ACTIVITY:
Please copy every line of the records below that holds the word "from".

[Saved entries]
»»

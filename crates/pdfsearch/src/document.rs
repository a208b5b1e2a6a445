use std::path::{Path, PathBuf};

use sha2::{Digest, Sha256};

use pdfsearch_core::{PageContent, Span};

use crate::prelude::*;

/// A PDF read from disk and reduced to per-page text and spans.
#[derive(Debug)]
pub struct Document {
    /// Absolute path when it can be resolved, otherwise as given.
    pub path: PathBuf,
    pub sha256: String,
    pub pages: Vec<PageContent>,
}

impl Document {
    pub fn span_count(&self) -> usize {
        self.pages.iter().map(|p| p.spans.len()).sum()
    }

    /// All spans in document order.
    pub fn spans(&self) -> Vec<Span> {
        self.pages.iter().flat_map(|p| p.spans.clone()).collect()
    }
}

/// Read and extract `path`. Any failure is [`Error::DocumentUnreadable`].
pub fn load(path: &Path) -> Result<Document> {
    let unreadable = |reason: String| Error::DocumentUnreadable {
        path: path.to_path_buf(),
        reason,
    };

    let bytes = std::fs::read(path).map_err(|e| unreadable(e.to_string()))?;
    let extracted = pdf::extract_pages(&bytes).map_err(|e| unreadable(e.to_string()))?;
    log::info!("extracted {} pages from {}", extracted.len(), path.display());

    Ok(Document {
        path: absolute(path),
        sha256: sha256_hex(&bytes),
        pages: extracted.into_iter().map(to_page_content).collect(),
    })
}

fn to_page_content(page: pdf::PageText) -> PageContent {
    let spans = page
        .spans
        .into_iter()
        .map(|span| Span::new(span.text, span.font_size, span.is_bold, page.number))
        .collect();

    PageContent {
        page_number: page.number,
        full_text: page.text,
        spans,
    }
}

pub fn absolute(path: &Path) -> PathBuf {
    std::fs::canonicalize(path)
        .or_else(|_| std::path::absolute(path))
        .unwrap_or_else(|_| path.to_path_buf())
}

pub fn sha256_hex(bytes: &[u8]) -> String {
    Sha256::digest(bytes)
        .iter()
        .map(|b| format!("{b:02x}"))
        .collect()
}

««

WRITTEN ANSWER:
/// A PDF read from disk and reduced to per-page text and spans.
    log::info!("extracted {} pages from {}", extracted.len(), path.display());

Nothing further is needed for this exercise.